The East London artist’s sophomore EP, “Leaving The House Is A Performance,” arrives May 15 via Warner Records, and it announces a singular voice that was never going to stay quiet for long.
Sofia and the Antoinettes does not write songs so much as she writes evidence. Evidence that a relationship was lopsided, that a feeling was real, that a woman existed in a particular kind of pain and chose to make it beautiful anyway. At 23, the East London artist has already built a word-of-mouth following on the strength of vivid lyricism and a stage presence that stops rooms. Now she has a sophomore EP to her name and a debut UK headline tour to play. The momentum is not accidental.
“Leaving The House Is A Performance” arrives May 15 via Warner Records. It is a six-track collection that continues where her 2025 debut EP, “Women Who Love Too Much,” left off, though it moves with greater sureness. Sofia describes her aesthetic as “existentialism in high heels,” a phrase that is easy to dismiss until you hear how accurately it lands. The songs carry that exact weight: dressed up, going out, quietly falling apart.
The announcement comes with a new single, “I Don’t Know What I’m Doing on Earth, I Don’t Know What on Earth I’m Doing,” a title that doubles as a thesis statement. The track is characteristic of Sofia at her most searching: melancholic melodies, lyrics that reach for something just beyond articulation, and a vocal delivery that sounds like it was written in the margins of a journal kept only for herself. The song collects names from the past and circles the question of why we are here at all. It does not answer it. That is precisely the point.

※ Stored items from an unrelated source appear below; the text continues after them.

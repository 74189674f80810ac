//! Cache keys for stored tiles.
//!
//! A key combines a digest of the tile server template with the tile index,
//! so tiles from different servers never share an entry even when their
//! indices match.

use std::fmt;

use sha2::{Digest, Sha256};

use crate::coord::TileIndex;
use crate::provider::TileServerTemplate;

/// Prefix shared by every cached tile file name.
pub const CACHE_FILE_PREFIX: &str = "tile_cache_";

/// Extension of cached tile files.
pub const CACHE_FILE_EXTENSION: &str = "png";

/// Identifies one stored tile: `(hash(template), x, y, zoom)`.
#[derive(Debug, Clone, PartialEq, Eq, Hash)]
pub struct CacheKey {
    template_hash: String,
    tile: TileIndex,
}

impl CacheKey {
    /// Builds the key for `tile` fetched through `template`.
    pub fn new(template: &TileServerTemplate, tile: &TileIndex) -> Self {
        Self {
            template_hash: template_hash(template),
            tile: *tile,
        }
    }

    /// Lowercase hex SHA-256 of the template text.
    pub fn template_hash(&self) -> &str {
        &self.template_hash
    }

    pub fn tile(&self) -> &TileIndex {
        &self.tile
    }

    /// Flat file name for this key, e.g.
    /// `tile_cache_<hash>_x31_y20_z6.png`.
    pub fn file_name(&self) -> String {
        format!(
            "{}{}_x{}_y{}_z{}.{}",
            CACHE_FILE_PREFIX,
            self.template_hash,
            self.tile.x,
            self.tile.y,
            self.tile.zoom,
            CACHE_FILE_EXTENSION
        )
    }
}

impl fmt::Display for CacheKey {
    fn fmt(&self, f: &mut fmt::Formatter<'_>) -> fmt::Result {
        f.write_str(&self.file_name())
    }
}

/// Hashes a template's text into the namespace part of a cache key.
pub fn template_hash(template: &TileServerTemplate) -> String {
    let mut hasher = Sha256::new();
    hasher.update(template.as_str().as_bytes());
    format!("{:x}", hasher.finalize())
}

#[cfg(test)]
mod tests {
    use super::*;

    fn template(raw: &str) -> TileServerTemplate {
        TileServerTemplate::new(raw).unwrap()
    }

    #[test]
    fn test_file_name_layout() {
        let key = CacheKey::new(
            &template("https://tile.openstreetmap.org/{z}/{x}/{y}.png"),
            &TileIndex::new(31, 20, 6),
        );
        let name = key.file_name();

        assert!(name.starts_with("tile_cache_"));
        assert!(name.ends_with("_x31_y20_z6.png"));
        assert_eq!(key.template_hash().len(), 64);
        assert!(name.contains(key.template_hash()));
    }

    #[test]
    fn test_key_is_deterministic() {
        let t = template("https://a.example/{z}/{x}/{y}.png");
        let tile = TileIndex::new(1, 2, 3);
        assert_eq!(CacheKey::new(&t, &tile), CacheKey::new(&t, &tile));
    }

    #[test]
    fn test_known_digest() {
        // sha256("{x}{y}{z}")
        let key = CacheKey::new(&template("{x}{y}{z}"), &TileIndex::new(0, 0, 0));
        let mut hasher = Sha256::new();
        hasher.update(b"{x}{y}{z}");
        assert_eq!(key.template_hash(), format!("{:x}", hasher.finalize()));
    }

    #[test]
    fn test_negative_indices_render() {
        let key = CacheKey::new(&template("http://t/{z}/{x}/{y}"), &TileIndex::new(-1, 4, 2));
        assert!(key.file_name().ends_with("_x-1_y4_z2.png"));
    }

    mod property_tests {
        use super::*;
        use proptest::prelude::*;

        proptest! {
            #[test]
            fn test_distinct_templates_never_collide(
                a in "[a-z0-9./:-]{0,24}",
                b in "[a-z0-9./:-]{0,24}",
                x in 0i64..1024,
                y in 0i64..1024,
                zoom in 0u8..=18
            ) {
                let ta = template(&format!("https://{}/{{z}}/{{x}}/{{y}}", a));
                let tb = template(&format!("https://{}/{{z}}/{{x}}/{{y}}", b));
                prop_assume!(ta != tb);

                let tile = TileIndex::new(x, y, zoom);
                let ka = CacheKey::new(&ta, &tile);
                let kb = CacheKey::new(&tb, &tile);

                prop_assert_ne!(&ka, &kb);
                prop_assert_ne!(ka.file_name(), kb.file_name());
            }
        }
    }
}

The EP’s lead single, “Hi My Love,” was named BBC Introducing’s Tune of the Week earlier this year, a recognition that caught up with what listeners already knew. Sofia’s debut received support from BBC Radio 1 and Wonderland, and her live appearances, including showcases at SXSW Austin and support slots for Lola Young at the London Palladium and the Orpheum Theatre in Los Angeles, have confirmed that she belongs on those stages. She also performed at The Lower Third for their Ones To Watch series, a platform that tends to be right about these things.
The tracklist for “Leaving The House Is A Performance” runs as follows: “Buried In This Room,” “Naked Chess,” “Hi My Love,” “I Don’t Know What I’m Doing on Earth, I Don’t Know What on Earth I’m Doing,” “Vespa,” and “Jewellery Box.” Each title suggests a scene, a small domestic theatre in which something larger is playing out. That is her method.
Her debut EP, “Women Who Love Too Much,” drew its title from Robin Norwood’s 1985 book of the same name. It was a collection of intimate portraits of love, loss, and identity, made for women who are drawn to painful relationships and feel things more acutely than they can always explain. The accompanying residency at Bar Doña in Stoke Newington extended the project into performance, with each night retitled to reflect a different excess: Women Who Cry Too Much, Women Who Smoke Too Much, Women Who Think Too Much. The audience kept coming back.

Her influences are consistent and telling: Lola Young, Leonard Cohen, Lana Del Rey, Jeff Buckley, Sylvia Plath. Artists who understood that suffering, rendered precisely, becomes a form of company. Sofia writes from that same instinct. “God in my world is a woman,” she has said, “and the weakness or softness we possess, is a weapon.” It is the kind of line that clarifies an entire artistic project in one sentence.
If there is a useful shorthand for what Sofia and the Antoinettes sounds like, someone offered this one: if Sofia Coppola and David Lynch met at a flea market, found a dead woman’s love letters, and wrote a script together. It is a little baroque as descriptions go, but it is not wrong. There is that same quality of glamour pressed up against grief, of beauty that has been somewhere difficult.
The debut UK headline tour runs across two dates next month. Sofia plays Manchester’s Deaf Institute, The Lodge, on May 19, and London’s Hoxton Hall on May 20. Both venues suit her: intimate enough that the performance can breathe, significant enough to mark a real arrival. For an artist whose entire aesthetic is built around the act of leaving the house, these shows are the logical conclusion of the argument she has been making since the beginning. Getting dressed, walking out, standing in the light, and meaning every word.